//! Retry utilities with exponential backoff
//!
//! This module provides utilities for retrying operations with configurable
//! backoff strategies. Useful for handling transient failures when communicating
//! with LLM servers.
//!
//! # Examples
//!
//! ```rust,no_run
//! use mimir_agent::retry::{retry_with_backoff, RetryConfig};
//! use std::time::Duration;
//!
//! # async fn example() -> Result<(), Box<dyn std::error::Error>> {
//! let config = RetryConfig::default()
//!     .with_max_attempts(3)
//!     .with_initial_delay(Duration::from_secs(1));
//!
//! let result = retry_with_backoff(config, || async {
//!     // Your async operation here
//!     Ok::<_, mimir_agent::Error>(42)
//! }).await?;
//! # Ok(())
//! # }
//! ```

use crate::{Error, Result};
use std::future::Future;
use std::time::Duration;
use tokio::time::sleep;

/// Configuration for retry behavior
#[derive(Debug, Clone)]
pub struct RetryConfig {
    /// Maximum number of retry attempts
    pub max_attempts: u32,

    /// Initial delay before first retry
    pub initial_delay: Duration,

    /// Maximum delay between retries
    pub max_delay: Duration,

    /// Multiplier for exponential backoff (e.g., 2.0 doubles the delay each time)
    pub backoff_multiplier: f64,

    /// Add random jitter to prevent thundering herd (0.0 to 1.0)
    pub jitter_factor: f64,
}

impl Default for RetryConfig {
    fn default() -> Self {
        Self {
            max_attempts: 3,
            initial_delay: Duration::from_secs(1),
            max_delay: Duration::from_secs(60),
            backoff_multiplier: 2.0,
            jitter_factor: 0.1,
        }
    }
}

impl RetryConfig {
    /// Create a new retry configuration
    pub fn new() -> Self {
        Self::default()
    }

    /// Set maximum number of attempts
    pub fn with_max_attempts(mut self, attempts: u32) -> Self {
        self.max_attempts = attempts;
        self
    }

    /// Set initial delay
    pub fn with_initial_delay(mut self, delay: Duration) -> Self {
        self.initial_delay = delay;
        self
    }

    /// Set maximum delay
    pub fn with_max_delay(mut self, delay: Duration) -> Self {
        self.max_delay = delay;
        self
    }

    /// Set backoff multiplier
    pub fn with_backoff_multiplier(mut self, multiplier: f64) -> Self {
        self.backoff_multiplier = multiplier;
        self
    }

    /// Set jitter factor (0.0 to 1.0)
    pub fn with_jitter_factor(mut self, jitter: f64) -> Self {
        self.jitter_factor = jitter.clamp(0.0, 1.0);
        self
    }

    /// Calculate delay for a given attempt with exponential backoff and jitter
    fn calculate_delay(&self, attempt: u32) -> Duration {
        let base_delay_ms = self.initial_delay.as_millis() as f64;
        let exponential_delay = base_delay_ms * self.backoff_multiplier.powi(attempt as i32);

        // Cap at max delay
        let capped_delay = exponential_delay.min(self.max_delay.as_millis() as f64);

        // Add jitter
        let jitter_range = capped_delay * self.jitter_factor;
        let jitter = rand::random::<f64>() * jitter_range;
        let final_delay = capped_delay + jitter - (jitter_range / 2.0);

        Duration::from_millis(final_delay.max(0.0) as u64)
    }
}

/// Retry an async operation with exponential backoff
///
/// # Arguments
///
/// * `config` - Retry configuration
/// * `operation` - Async function to retry
///
/// # Returns
///
/// The result of the operation if successful, or the last error if all retries failed
///
/// # Examples
///
/// ```rust,no_run
/// use mimir_agent::retry::{retry_with_backoff, RetryConfig};
///
/// # async fn example() -> Result<(), Box<dyn std::error::Error>> {
/// let config = RetryConfig::default().with_max_attempts(3);
///
/// let result = retry_with_backoff(config, || async {
///     // call a provider or controller endpoint here
///     Ok::<_, mimir_agent::Error>(())
/// }).await?;
/// # Ok(())
/// # }
/// ```
pub async fn retry_with_backoff<F, Fut, T>(config: RetryConfig, mut operation: F) -> Result<T>
where
    F: FnMut() -> Fut,
    Fut: Future<Output = Result<T>>,
{
    let mut last_error = None;

    for attempt in 0..config.max_attempts {
        match operation().await {
            Ok(result) => return Ok(result),
            Err(err) => {
                last_error = Some(err);

                // Don't sleep after the last attempt
                if attempt < config.max_attempts - 1 {
                    let delay = config.calculate_delay(attempt);
                    sleep(delay).await;
                }
            }
        }
    }

    Err(last_error.unwrap_or_else(|| Error::other("Retry failed with no error")))
}

/// Determine if an error is retryable
///
/// Returns true for transient errors like network issues, timeouts, and 5xx server errors.
/// Returns false for client errors like invalid requests (4xx) or configuration errors.
pub fn is_retryable_error(error: &Error) -> bool {
    match error {
        Error::Http(_) => true, // Network errors are retryable
        Error::Timeout => true, // Timeouts are retryable
        Error::Api { status, .. } => (500..600).contains(status),
        Error::Config(_) => false, // Configuration errors aren't retryable
        Error::InvalidInput(_) => false, // Invalid input isn't retryable
        _ => false,                // Conservative default
    }
}

/// Retry an async operation with exponential backoff, only retrying on retryable errors
///
/// This is a smarter version of `retry_with_backoff` that only retries transient errors.
///
/// # Examples
///
/// ```rust,no_run
/// use mimir_agent::retry::{retry_with_backoff_conditional, RetryConfig};
///
/// # async fn example() -> Result<(), Box<dyn std::error::Error>> {
/// let config = RetryConfig::default();
///
/// let result = retry_with_backoff_conditional(config, || async {
///     // call a provider or controller endpoint here
///     Ok::<_, mimir_agent::Error>(())
/// }).await?;
/// # Ok(())
/// # }
/// ```
pub async fn retry_with_backoff_conditional<F, Fut, T>(
    config: RetryConfig,
    mut operation: F,
) -> Result<T>
where
    F: FnMut() -> Fut,
    Fut: Future<Output = Result<T>>,
{
    let mut last_error = None;

    for attempt in 0..config.max_attempts {
        match operation().await {
            Ok(result) => return Ok(result),
            Err(err) => {
                // Check if error is retryable
                if !is_retryable_error(&err) {
                    return Err(err);
                }

                last_error = Some(err);

                // Don't sleep after the last attempt
                if attempt < config.max_attempts - 1 {
                    let delay = config.calculate_delay(attempt);
                    sleep(delay).await;
                }
            }
        }
    }

    Err(last_error.unwrap_or_else(|| Error::other("Retry failed with no error")))
}

#[cfg(test)]
mod tests {
    use super::*;

    #[test]
    fn test_retry_config_builder() {
        let config = RetryConfig::new()
            .with_max_attempts(5)
            .with_initial_delay(Duration::from_millis(500))
            .with_max_delay(Duration::from_secs(30))
            .with_backoff_multiplier(1.5)
            .with_jitter_factor(0.2);

        assert_eq!(config.max_attempts, 5);
        assert_eq!(config.initial_delay, Duration::from_millis(500));
        assert_eq!(config.max_delay, Duration::from_secs(30));
        assert_eq!(config.backoff_multiplier, 1.5);
        assert_eq!(config.jitter_factor, 0.2);
    }

    #[test]
    fn test_calculate_delay() {
        let config = RetryConfig::new()
            .with_initial_delay(Duration::from_secs(1))
            .with_backoff_multiplier(2.0)
            .with_jitter_factor(0.0); // No jitter for predictable testing

        let delay0 = config.calculate_delay(0);
        let delay1 = config.calculate_delay(1);
        let delay2 = config.calculate_delay(2);

        // Verify exponential growth
        assert!(delay1 > delay0);
        assert!(delay2 > delay1);
    }

    #[tokio::test]
    async fn test_retry_success_on_first_attempt() {
        let config = RetryConfig::new().with_max_attempts(3);

        let call_count = std::sync::Arc::new(std::sync::atomic::AtomicUsize::new(0));
        let count_clone = call_count.clone();
        let result = retry_with_backoff(config, move || {
            count_clone.fetch_add(1, std::sync::atomic::Ordering::SeqCst);
            async { Ok::<i32, Error>(42) }
        })
        .await;

        assert!(result.is_ok());
        assert_eq!(result.unwrap(), 42);
        assert_eq!(call_count.load(std::sync::atomic::Ordering::SeqCst), 1); // Should succeed on first attempt
    }

    #[tokio::test]
    async fn test_retry_success_after_failures() {
        let config = RetryConfig::new()
            .with_max_attempts(3)
            .with_initial_delay(Duration::from_millis(10));

        let call_count = std::sync::Arc::new(std::sync::atomic::AtomicUsize::new(0));
        let count_clone = call_count.clone();
        let result = retry_with_backoff(config, move || {
            let count = count_clone.fetch_add(1, std::sync::atomic::Ordering::SeqCst) + 1;
            async move {
                if count < 3 {
                    Err(Error::timeout())
                } else {
                    Ok::<i32, Error>(42)
                }
            }
        })
        .await;

        assert!(result.is_ok());
        assert_eq!(result.unwrap(), 42);
        assert_eq!(call_count.load(std::sync::atomic::Ordering::SeqCst), 3); // Should succeed on third attempt
    }

    #[tokio::test]
    async fn test_retry_exhausts_attempts() {
        let config = RetryConfig::new()
            .with_max_attempts(2)
            .with_initial_delay(Duration::from_millis(10));

        let call_count = std::sync::Arc::new(std::sync::atomic::AtomicUsize::new(0));
        let count_clone = call_count.clone();
        let result = retry_with_backoff(config, move || {
            count_clone.fetch_add(1, std::sync::atomic::Ordering::SeqCst);
            async { Err::<i32, Error>(Error::timeout()) }
        })
        .await;

        assert!(result.is_err());
        assert_eq!(call_count.load(std::sync::atomic::Ordering::SeqCst), 2); // Should try twice
    }

    #[test]
    fn test_is_retryable_error() {
        assert!(is_retryable_error(&Error::timeout()));
        assert!(is_retryable_error(&Error::api(500, "Internal Server Error")));
        assert!(is_retryable_error(&Error::api(503, "Service Unavailable")));
        assert!(!is_retryable_error(&Error::api(404, "Not Found")));
        assert!(!is_retryable_error(&Error::config("Invalid config")));
        assert!(!is_retryable_error(&Error::invalid_input("Bad input")));
    }
}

· · · · ·

## Work to be completed
For this exercise, copy every line of the data that holds "utilities".

## Written solution
//! Retry utilities with exponential backoff
//! This module provides utilities for retrying operations with configurable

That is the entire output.